Saved entries:
_ _ _
/// State shared between the session handle and its event loop
struct Shared {
    state: watch::Sender<ConnectionState>,
    status: Arc<StatusBus>,
    events: broadcast::Sender<SessionEvent>,
    subscriptions: Mutex<Subscriptions>,
}

impl Shared {
    fn state(&self) -> ConnectionState {
        *self.state.borrow()
    }

    fn set_state(&self, state: ConnectionState) {
        let previous = self.state.send_replace(state);
        if previous != state {
            debug!("Broker session: {:?} -> {:?}", previous, state);
        }
    }

    fn emit(&self, event: SessionEvent) {
        // No listeners is fine
        let _ = self.events.send(event);
    }

    fn subscriptions(&self) -> MutexGuard<'_, Subscriptions> {
        self.subscriptions
            .lock()
            .unwrap_or_else(|poisoned| poisoned.into_inner())
    }

    fn is_subscribed(&self, topic: &str) -> bool {
        self.subscriptions().active.contains(topic)
    }

    /// Queue a SUBSCRIBE without ever waiting on the request channel.
    ///
    /// Returns an id for [`abandon_subscribe`](Self::abandon_subscribe). A
    /// full channel on the automatic subscribe is left to the caller to
    /// retry; every other failure is reported here.
    fn request_subscribe(
        &self,
        client: &AsyncClient,
        topic: &str,
        waiter: Option<SubscribeWaiter>,
    ) -> Result<u64, BrokerError> {
        let mut subs = self.subscriptions();

        match client.try_subscribe(topic, QoS::AtMostOnce) {
            Ok(()) => {
                let id = subs.next_id;
                subs.next_id += 1;
                debug!("SUBSCRIBE {} queued", topic);
                subs.queued.push_back(PendingSubscribe {
                    id,
                    topic: topic.to_string(),
                    waiter,
                });
                Ok(id)
            }
            Err(e) => {
                let err = client_error(e);
                if waiter.is_none() && err == BrokerError::BufferFull {
                    return Err(err);
                }
                warn!("Failed to subscribe to {}: {}", topic, err);
                self.emit(SessionEvent::SubscribeFailed {
                    topic: topic.to_string(),
                    cause: err.to_string(),
                });
                if let Some(waiter) = waiter {
                    let _ = waiter.send(Err(err.clone()));
                }
                Err(err)
            }
        }
    }

    /// Issue the automatic subscribe to [`TOPIC`] unless one is already
    /// waiting to go out. `false` means the request channel is full and this
    /// has to be tried again once the client drains it.
    fn resubscribe(&self, client: &AsyncClient) -> bool {
        if self.subscriptions().queued.iter().any(|p| p.topic == TOPIC) {
            return true;
        }
        match self.request_subscribe(client, TOPIC, None) {
            Err(BrokerError::BufferFull) => {
                debug!("Request channel full, SUBSCRIBE {} deferred", TOPIC);
                false
            }
            // Any other failure has been reported
            _ => true,
        }
    }

    fn on_subscribe_sent(&self, pkid: u16) {
        let mut subs = self.subscriptions();
        match subs.queued.pop_front() {
            Some(pending) => {
                debug!("SUBSCRIBE {} sent (pkid {})", pending.topic, pkid);
                subs.inflight.insert(pkid, pending);
            }
            None => debug!("SUBSCRIBE pkid {} sent with nothing queued", pkid),
        }
    }

    /// The caller stopped waiting; a late SUBACK for it is still honoured
    /// but must never settle someone else's subscribe
    fn abandon_subscribe(&self, id: u64) {
        let mut subs = self.subscriptions();
        if let Some(pending) = subs.queued.iter_mut().find(|p| p.id == id) {
            pending.waiter = None;
            return;
        }
        let pkid = subs
            .inflight
            .iter()
            .find_map(|(pkid, p)| (p.id == id).then_some(*pkid));
        if let Some(pkid) = pkid {
            subs.inflight.remove(&pkid);
        }
    }

    fn on_connected(&self, reconnect: bool) {
        self.subscriptions().active.clear();
        self.set_state(ConnectionState::Connected);
        if reconnect {
            info!("Reconnected to broker");
        } else {
            info!("Connected to broker");
        }
        self.emit(SessionEvent::Connected { reconnect });
    }

    fn on_suback(&self, ack: &SubAck) {
        let Some(pending) = self.subscriptions().inflight.remove(&ack.pkid) else {
            debug!("SUBACK {} for no pending subscribe", ack.pkid);
            return;
        };

        let accepted = ack
            .return_codes
            .iter()
            .all(|code| matches!(code, SubscribeReasonCode::Success(_)));

        if accepted {
            self.subscriptions().active.insert(pending.topic.clone());
            self.set_state(ConnectionState::Subscribed);
            self.status.publish(true);
            info!("Subscribed to {}", pending.topic);
            self.emit(SessionEvent::Subscribed {
                topic: pending.topic.clone(),
            });
            pending.resolve(Ok(()));
        } else {
            let err = BrokerError::SubscribeRejected(pending.topic.clone());
            error!(
                "Failed to subscribe to {}: {:?}",
                pending.topic, ack.return_codes
            );
            self.emit(SessionEvent::SubscribeFailed {
                topic: pending.topic.clone(),
                cause: err.to_string(),
            });
            pending.resolve(Err(err));
        }
    }

    /// Forget broker-side subscription state and fail whoever waits on it.
    ///
    /// With `keep_queued`, subscribes still sitting in the request channel
    /// stay tracked: the client sends them after it reconnects.
    fn drop_subscriptions(&self, err: BrokerError, keep_queued: bool) {
        let dropped: Vec<PendingSubscribe> = {
            let mut subs = self.subscriptions();
            subs.active.clear();
            let mut dropped: Vec<_> = subs.inflight.drain().map(|(_, p)| p).collect();
            if !keep_queued {
                dropped.extend(subs.queued.drain(..));
            }
            dropped
        };
        for pending in dropped {
            pending.resolve(Err(err.clone()));
        }
    }

    fn on_connection_lost(&self, cause: &str) {
        self.set_state(ConnectionState::Lost);
        self.status.publish(false);
        self.drop_subscriptions(BrokerError::NotConnected, true);
        warn!("The connection was lost: {}", cause);
        self.emit(SessionEvent::ConnectionLost {
            cause: cause.to_string(),
        });
    }

    fn on_connect_failed(&self, cause: &str) {
        self.set_state(ConnectionState::Disconnected);
        self.status.publish(false);
        error!("Failed to connect: {}", cause);
        self.emit(SessionEvent::ConnectFailed {
            cause: cause.to_string(),
        });
    }
}

fn client_error(e: ClientError) -> BrokerError {
    match e {
        ClientError::TryRequest(_) => BrokerError::BufferFull,
        other => BrokerError::Client(other.to_string()),
    }
}

pub struct BrokerSession {
    config: BrokerConfig,
    shared: Arc<Shared>,
    handler: Option<Arc<dyn MessageHandler>>,
    identity: Option<SessionIdentity>,
    client: Option<AsyncClient>,
    event_loop: Option<JoinHandle<()>>,
    delivery: Option<JoinHandle<()>>,
    closed: bool,
}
_ _ _
Every line from the data above that contains "Sender" must appear in the answer.

    state: watch::Sender<ConnectionState>,
    events: broadcast::Sender<SessionEvent>,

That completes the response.